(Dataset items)

▬▬▬▬▬▬▬▬▬▬

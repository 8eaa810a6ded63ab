// src/wallet/memory_wallet.rs
//! Scripted wallet capability for tests.

use crate::error::{AnchorError, Result};
use crate::wallet::{TransactionSigner, WalletAccount, WalletExtension};
use async_trait::async_trait;
use ethers::types::transaction::eip2718::TypedTransaction;
use ethers::types::{Signature, U256};
use std::sync::atomic::{AtomicUsize, Ordering};
use std::sync::Arc;

pub(crate) struct FixedSigner {
    address: String,
    pub(crate) signatures: AtomicUsize,
}

#[async_trait]
impl TransactionSigner for FixedSigner {
    fn address(&self) -> String {
        self.address.clone()
    }

    async fn sign(&self, _tx: &TypedTransaction) -> Result<Signature> {
        self.signatures.fetch_add(1, Ordering::SeqCst);
        Ok(Signature { r: U256::one(), s: U256::one(), v: 27 })
    }
}

/// Wallet exposing a fixed account list.
///
/// `signer_override` makes `signer_for` hand back a signer for a different
/// account than the one requested, as a multi-account wallet might.
pub(crate) struct MemoryWallet {
    accounts: Vec<String>,
    signer_override: Option<String>,
    pub(crate) enables: AtomicUsize,
}

impl MemoryWallet {
    pub(crate) fn new(accounts: &[&str]) -> Self {
        Self {
            accounts: accounts.iter().map(|a| a.to_string()).collect(),
            signer_override: None,
            enables: AtomicUsize::new(0),
        }
    }

    pub(crate) fn with_signer_override(mut self, address: &str) -> Self {
        self.signer_override = Some(address.to_string());
        self
    }
}

#[async_trait]
impl WalletExtension for MemoryWallet {
    async fn enable(&self, _application_name: &str) -> Result<()> {
        self.enables.fetch_add(1, Ordering::SeqCst);
        if self.accounts.is_empty() {
            return Err(AnchorError::WalletConnection("no wallet provider responded".into()));
        }
        Ok(())
    }

    async fn list_accounts(&self) -> Result<Vec<WalletAccount>> {
        Ok(self
            .accounts
            .iter()
            .map(|a| WalletAccount { address: a.clone(), name: None })
            .collect())
    }

    async fn signer_for(&self, address: &str) -> Result<Arc<dyn TransactionSigner>> {
        let address = self.signer_override.clone().unwrap_or_else(|| address.to_string());
        Ok(Arc::new(FixedSigner { address, signatures: AtomicUsize::new(0) }))
    }
}
pub mod anchor_registry;
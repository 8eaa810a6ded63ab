// src/blockchain/memory_ledger.rs
//! In-memory ledger.
//!
//! Behaves like the anchor contract (fingerprint → anchoring account) with
//! deterministic confirmation: every accepted transaction reports `InBlock`
//! followed by `Finalized`. Counters for connections, releases, broadcasts
//! and unsubscriptions make resource handling observable.

use crate::blockchain::{Ledger, LedgerConnection, Subscription, TransactionHandle, TxStatus};
use crate::error::{AnchorError, Result};
use crate::models::credential::ContentFingerprint;
use crate::models::did::Identity;
use crate::wallet::TransactionSigner;
use async_trait::async_trait;
use ethers::types::transaction::eip2718::TypedTransaction;
use ethers::types::{Bytes, TransactionRequest};
use log::{debug, info};
use std::collections::HashMap;
use std::sync::atomic::{AtomicBool, AtomicUsize, Ordering};
use std::sync::{Arc, Mutex, PoisonError};
use tokio::sync::mpsc;

#[derive(Default)]
struct LedgerState {
    anchors: HashMap<String, String>,
    reject_reason: Option<String>,
    last_caller_context: Option<String>,
    block_height: u64,
}

#[derive(Default)]
struct Counters {
    connects: AtomicUsize,
    disconnects: AtomicUsize,
    broadcasts: AtomicUsize,
    unsubscribes: AtomicUsize,
}

/// Shared in-memory ledger. Clones see the same records.
#[derive(Clone)]
pub struct MemoryLedger {
    did_method: String,
    state: Arc<Mutex<LedgerState>>,
    counters: Arc<Counters>,
    unreachable: Arc<AtomicBool>,
    queries_fail: Arc<AtomicBool>,
    queries_stall: Arc<AtomicBool>,
}

impl MemoryLedger {
    /// Creates an empty ledger reporting owners under `did_method`.
    pub fn new(did_method: &str) -> Self {
        Self {
            did_method: did_method.to_string(),
            state: Arc::default(),
            counters: Arc::default(),
            unreachable: Arc::default(),
            queries_fail: Arc::default(),
            queries_stall: Arc::default(),
        }
    }

    fn state(&self) -> std::sync::MutexGuard<'_, LedgerState> {
        self.state.lock().unwrap_or_else(PoisonError::into_inner)
    }

    /// Makes every subsequent transaction fail dispatch with `reason`.
    pub fn reject_transactions(&self, reason: &str) {
        self.state().reject_reason = Some(reason.to_string());
    }

    /// Makes `connect` fail as if the endpoint were down.
    pub fn set_unreachable(&self, unreachable: bool) {
        self.unreachable.store(unreachable, Ordering::SeqCst);
    }

    /// Makes `verify` fail at the transport level.
    pub fn fail_queries(&self, fail: bool) {
        self.queries_fail.store(fail, Ordering::SeqCst);
    }

    /// Makes `verify` hang until its caller gives up.
    pub fn stall_queries(&self, stall: bool) {
        self.queries_stall.store(stall, Ordering::SeqCst);
    }

    /// Address recorded for `fingerprint`, if any.
    pub fn owner_of(&self, fingerprint: &ContentFingerprint) -> Option<String> {
        self.state().anchors.get(fingerprint.as_str()).cloned()
    }

    pub fn last_caller_context(&self) -> Option<String> {
        self.state().last_caller_context.clone()
    }

    pub fn connects(&self) -> usize {
        self.counters.connects.load(Ordering::SeqCst)
    }

    pub fn disconnects(&self) -> usize {
        self.counters.disconnects.load(Ordering::SeqCst)
    }

    pub fn broadcasts(&self) -> usize {
        self.counters.broadcasts.load(Ordering::SeqCst)
    }

    pub fn unsubscribes(&self) -> usize {
        self.counters.unsubscribes.load(Ordering::SeqCst)
    }
}

#[async_trait]
impl Ledger for MemoryLedger {
    async fn connect(&self) -> Result<Box<dyn LedgerConnection>> {
        self.counters.connects.fetch_add(1, Ordering::SeqCst);
        if self.unreachable.load(Ordering::SeqCst) {
            return Err(AnchorError::Connection("memory ledger is unreachable".into()));
        }
        debug!("memory ledger connection opened");
        Ok(Box::new(MemoryConnection {
            ledger: self.clone(),
            released: false,
        }))
    }
}

struct MemoryConnection {
    ledger: MemoryLedger,
    released: bool,
}

impl MemoryConnection {
    fn release(&mut self) {
        if !self.released {
            self.released = true;
            self.ledger.counters.disconnects.fetch_add(1, Ordering::SeqCst);
            debug!("memory ledger connection released");
        }
    }
}

impl Drop for MemoryConnection {
    fn drop(&mut self) {
        self.release();
    }
}

#[async_trait]
impl LedgerConnection for MemoryConnection {
    async fn anchor(
        &self,
        fingerprint: &ContentFingerprint,
        signing_address: &str,
        signer: Arc<dyn TransactionSigner>,
    ) -> Result<TransactionHandle> {
        if signer.address() != signing_address {
            return Err(AnchorError::Dispatch(format!(
                "signer {} cannot authorize for {}",
                signer.address(),
                signing_address
            )));
        }
        let tx: TypedTransaction = TransactionRequest::new()
            .data(Bytes::from(fingerprint.to_bytes().to_vec()))
            .into();
        signer.sign(&tx).await?;
        self.ledger.counters.broadcasts.fetch_add(1, Ordering::SeqCst);

        let (events, rx) = mpsc::unbounded_channel();
        let tx_hash = format!("0x{}", crate::utils::crypto::hash_hex(&tx.rlp()));
        {
            let mut state = self.ledger.state();
            if let Some(reason) = state.reject_reason.clone() {
                let _ = events.send(TxStatus::Rejected { reason });
            } else {
                state.block_height += 1;
                let block = state.block_height.to_string();
                state
                    .anchors
                    .entry(fingerprint.as_str().to_string())
                    .or_insert_with(|| signing_address.to_string());
                let _ = events.send(TxStatus::InBlock { block: block.clone() });
                let _ = events.send(TxStatus::Finalized { block });
            }
        }
        info!("memory ledger accepted {} for {}", tx_hash, fingerprint);

        let counters = self.ledger.counters.clone();
        Ok(TransactionHandle {
            tx_hash,
            events: rx,
            subscription: Subscription::new(move || {
                counters.unsubscribes.fetch_add(1, Ordering::SeqCst);
            }),
        })
    }

    async fn verify(
        &self,
        fingerprint: &ContentFingerprint,
        caller_context: &str,
    ) -> Result<Option<Identity>> {
        if self.ledger.queries_stall.load(Ordering::SeqCst) {
            std::future::pending::<()>().await;
        }
        if self.ledger.queries_fail.load(Ordering::SeqCst) {
            return Err(AnchorError::VerificationQuery("contract query trapped".into()));
        }
        let mut state = self.ledger.state();
        state.last_caller_context = Some(caller_context.to_string());
        Ok(state
            .anchors
            .get(fingerprint.as_str())
            .map(|address| Identity::from_address(&self.ledger.did_method, address)))
    }

    async fn disconnect(&mut self) -> Result<()> {
        self.release();
        Ok(())
    }
}

#[cfg(test)]
mod tests {
    use super::*;
    use crate::wallet::memory_wallet::MemoryWallet;
    use crate::wallet::WalletExtension;

    fn fingerprint() -> ContentFingerprint {
        ContentFingerprint::from_digest(crate::utils::crypto::hash_data(b"abc"))
    }

    #[tokio::test]
    async fn test_anchor_then_verify() {
        let ledger = MemoryLedger::new("w3bstitch");
        let wallet = MemoryWallet::new(&["5F3s"]);
        let mut conn = ledger.connect().await.unwrap();

        let signer = wallet.signer_for("5F3s").await.unwrap();
        let mut handle = conn.anchor(&fingerprint(), "5F3s", signer).await.unwrap();
        assert!(matches!(handle.events.recv().await, Some(TxStatus::InBlock { .. })));
        assert!(matches!(handle.events.recv().await, Some(TxStatus::Finalized { .. })));
        handle.subscription.unsubscribe();

        let owner = conn.verify(&fingerprint(), "5F3s").await.unwrap();
        assert_eq!(owner.unwrap().as_str(), "did:w3bstitch:5F3s");
        conn.disconnect().await.unwrap();
        conn.disconnect().await.unwrap();

        assert_eq!(ledger.unsubscribes(), 1);
        assert_eq!(ledger.disconnects(), 1);
    }

    #[tokio::test]
    async fn test_first_anchor_is_kept() {
        let ledger = MemoryLedger::new("w3bstitch");
        let conn = ledger.connect().await.unwrap();
        let wallet = MemoryWallet::new(&["alice", "bob"]);

        for who in ["alice", "bob"] {
            let signer = wallet.signer_for(who).await.unwrap();
            conn.anchor(&fingerprint(), who, signer).await.unwrap();
        }
        assert_eq!(ledger.owner_of(&fingerprint()).as_deref(), Some("alice"));
    }

    #[tokio::test]
    async fn test_rejection_is_reported_on_stream() {
        let ledger = MemoryLedger::new("w3bstitch");
        ledger.reject_transactions("insufficient balance");
        let conn = ledger.connect().await.unwrap();
        let signer = MemoryWallet::new(&["5F3s"]).signer_for("5F3s").await.unwrap();

        let mut handle = conn.anchor(&fingerprint(), "5F3s", signer).await.unwrap();
        assert_eq!(
            handle.events.recv().await,
            Some(TxStatus::Rejected { reason: "insufficient balance".into() })
        );
        assert!(ledger.owner_of(&fingerprint()).is_none());
    }

    #[tokio::test]
    async fn test_dropped_connection_is_released_once() {
        let ledger = MemoryLedger::new("w3bstitch");
        let mut conn = ledger.connect().await.unwrap();
        conn.disconnect().await.unwrap();
        drop(conn);
        drop(ledger.connect().await.unwrap());
        assert_eq!(ledger.connects(), 2);
        assert_eq!(ledger.disconnects(), 2);
    }

    #[tokio::test]
    async fn test_unreachable_ledger() {
        let ledger = MemoryLedger::new("w3bstitch");
        ledger.set_unreachable(true);
        assert!(matches!(ledger.connect().await, Err(AnchorError::Connection(_))));
    }
}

▬▬▬▬▬▬▬▬▬▬

What you have to do
Report only the number of lines above that contain "TransactionSigner".

Your solution
5